- Developer: Infocom
- Publisher: Activision
- Producer: Tom Sloper
- Designer: Steve Meretzky
- Programmer: William David Volk
- Artists: Mimi Doggett Clifford Lau Kristin J. Mallory
- Writer: Steve Meretzky
- Composer: Russell Lieblich
- Engine: Multimedia Applications Development Environment
- Platform: MS-DOS
- Release: 1992
- Genre: Adventure
- Mode: Single-player

= Leather Goddesses of Phobos 2 =

1992 video game

Leather Goddesses of Phobos 2: Gas Pump Girls Meet the Pulsating Inconvenience from Planet X! (also known as Leather Goddesses 2 or LGOP2) is a graphic adventure game written by Steve Meretzky for MS-DOS. It was published by Activision in 1992 under the Infocom label. LGOP2 is the sequel to the 1986 interactive fiction game Leather Goddesses of Phobos, also written by Meretzky. LGOP2 featured full-screen graphics and a point-and-click interface instead of Infocom's text parser.

==Gameplay==
Whereas the original Leather Goddesses title was a text adventure, Leather Goddesses 2 adds detailed though somewhat cartoonish visuals. The game is played through a first-person window and features zero text input, instead using a point-and-click interface to interact with everything on screen. The player has the choice of playing through three different perspectives; Zeke the gas station owner, Barth the alien, or Lydia, the daughter of the plot-important astronomer who discovers the namesake planet of the game's title, "Planet X". Also featured are branching dialogues and optional interactions.

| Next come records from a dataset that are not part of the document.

//! `slider show`: One slider with its banners in display order.

use super::{Context, display_order, format_store_ids, format_us, open_db, require_slider};
use crate::output::{pretty_kv, pretty_section, render_mode};
use anyhow::Result;
use clap::Args;
use serde::Serialize;
use slider_core::SliderRepository;

#[derive(Args, Debug)]
pub struct ShowArgs {
    /// Slider id.
    pub id: i64,
}

#[derive(Debug, Serialize)]
struct BannerRow {
    banner_id: i64,
    position: i64,
}

#[derive(Debug, Serialize)]
struct ShowReport {
    id: i64,
    name: String,
    store_ids: Vec<i64>,
    created_at_us: i64,
    updated_at_us: i64,
    banners: Vec<BannerRow>,
}

/// Execute `slider show`.
///
/// # Errors
///
/// Returns an error if the store or slider is missing, or a query fails.
pub fn run_show(args: &ShowArgs, ctx: &Context) -> Result<()> {
    let conn = open_db(ctx)?;
    let repo = SliderRepository::new(&conn);
    let slider = require_slider(&repo, args.id, ctx.output)?;
    let positions = repo.banner_positions(args.id)?;

    let report = ShowReport {
        id: args.id,
        name: slider.name,
        store_ids: slider.store_ids,
        created_at_us: slider.created_at_us,
        updated_at_us: slider.updated_at_us,
        banners: display_order(&positions)
            .into_iter()
            .map(|(banner_id, position)| BannerRow {
                banner_id,
                position,
            })
            .collect(),
    };

    render_mode(
        ctx.output,
        &report,
        |r, w| {
            writeln!(w, "{}\t{}\t{}", r.id, r.name, format_store_ids(&r.store_ids))?;
            for banner in &r.banners {
                writeln!(w, "{}\t{}", banner.banner_id, banner.position)?;
            }
            Ok(())
        },
        |r, w| {
            pretty_section(w, &format!("Slider {}: {}", r.id, r.name))?;
            pretty_kv(w, "stores", format_store_ids(&r.store_ids))?;
            pretty_kv(w, "created", format_us(r.created_at_us))?;
            pretty_kv(w, "updated", format_us(r.updated_at_us))?;
            writeln!(w)?;
            if r.banners.is_empty() {
                return writeln!(w, "No banners assigned.");
            }
            writeln!(w, "{:>8}  BANNER", "POSITION")?;
            for banner in &r.banners {
                writeln!(w, "{:>8}  {}", banner.position, banner.banner_id)?;
            }
            Ok(())
        },
    )
}
//! SQLite slider store utilities.
//!
//! Connections are opened with:
//! - `foreign_keys = ON` so relation rows cascade with their slider
//! - `journal_mode = WAL` so readers are not blocked by a saving writer
//! - a busy timeout taken from [`StoreConfig`]

pub mod migrations;
pub mod relation_store;
pub mod schema;

use anyhow::{Context, Result};
use rusqlite::{Connection, OpenFlags};
use std::path::Path;

use crate::config::StoreConfig;

pub use relation_store::SqliteRelationStore;

/// Open (or create) the slider database, apply runtime pragmas, and migrate
/// the schema to the latest version.
///
/// # Errors
///
/// Returns an error if opening/configuring/migrating the database fails.
pub fn open_store(path: &Path, config: &StoreConfig) -> Result<Connection> {
    if let Some(parent) = path.parent() {
        std::fs::create_dir_all(parent)
            .with_context(|| format!("create slider db directory {}", parent.display()))?;
    }

    let mut conn = Connection::open(path)
        .with_context(|| format!("open slider database {}", path.display()))?;

    configure_connection(&conn, config).context("configure sqlite pragmas")?;
    migrations::migrate(&mut conn).context("apply slider store migrations")?;

    Ok(conn)
}

/// Open an existing slider database without creating it.
///
/// Returns `Ok(None)` when the file does not exist or has never been
/// migrated, so callers can point the operator at `slider init`.
///
/// # Errors
///
/// Returns an error if the file exists but cannot be opened or configured.
pub fn try_open_store(path: &Path, config: &StoreConfig) -> Result<Option<Connection>> {
    if !path.exists() {
        return Ok(None);
    }

    let conn = Connection::open_with_flags(
        path,
        OpenFlags::SQLITE_OPEN_READ_WRITE | OpenFlags::SQLITE_OPEN_NO_MUTEX,
    )
    .with_context(|| format!("open slider database {}", path.display()))?;
    configure_connection(&conn, config).context("configure sqlite pragmas")?;

    if migrations::current_schema_version(&conn)? < migrations::LATEST_SCHEMA_VERSION {
        tracing::debug!(path = %path.display(), "slider store is not migrated");
        return Ok(None);
    }

    Ok(Some(conn))
}

fn configure_connection(conn: &Connection, config: &StoreConfig) -> rusqlite::Result<()> {
    conn.pragma_update(None, "foreign_keys", "ON")?;
    conn.pragma_update(None, "synchronous", "NORMAL")?;
    let _journal_mode: String =
        conn.query_row("PRAGMA journal_mode = WAL", [], |row| row.get(0))?;
    conn.busy_timeout(config.busy_timeout())?;
    Ok(())
}
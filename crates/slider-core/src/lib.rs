//! slider-core library.
//!
//! Persists sliders and keeps their banner relations in step with what the
//! admin asked for. The interesting part lives in [`relation`]; [`slider`]
//! wires it into a transactional save, and [`db`] provides the SQLite store.
//!
//! # Conventions
//!
//! - **Errors**: `StorageError` from storage paths, `anyhow::Result` at setup boundaries.
//! - **Logging**: Use `tracing` macros (`info!`, `warn!`, `debug!`, `trace!`).

pub mod config;
pub mod db;
pub mod error;
pub mod model;
pub mod relation;
pub mod slider;

pub use error::{ErrorCode, StorageError};
pub use model::{BannerId, DesiredState, PersistedState, Relation, Slider, SliderId};
pub use relation::{RelationSynchronizer, SyncResult};
pub use slider::{SaveOutcome, SliderRepository};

Whereas the original Leather Goddesses game offered three "naughtiness levels", the sequel has no such settings. The box did, however, feature "warnings" such as "Mature Attitudes Expressed".

==Plot==

In the original Leather Goddesses of Phobos, the titular female aliens suffered a humiliating defeat in 1936 at the hands of an Earthling from Ohio. Now it is 1958, and astronomers have recently discovered "Planet X", the tenth planet in the Solar System. The desert town of Atom City, Nevada does not contain much besides a military base, nuclear power plant and gas station. But one night the sleepy town witnesses a spaceship that crash-lands with a single survivor: Barth, the "Pulsating Inconvenience" from the world known as Planet X.

The Leather Goddesses have invaded Planet X and forced its inhabitants to become sex slaves. Barth has fled to Earth in a desperate effort to find humans who can help free his planet. The player can play as any of three characters: Barth (the alien), Zeke (the gas station owner), or Lydia (daughter of the astronomer who "discovered" Planet X). In an effort to further link this game to the original, Zeke was the son of the male protagonist from LGOP.

==Reception==
Computer Gaming World gave the game an unfavorable review, stating that it "seems to lose the entire spirit of the original text game in the 'translation' to graphic adventure". The magazine criticized the interface and puzzles as oversimplified, the poor quality of the voice dialogue, and the "insipid" treatment of sex compared to the "silly [but] mature" approach in the predecessor. It advised readers to purchase the older game while "waiting for someone to produce an interesting 'adult' adventure".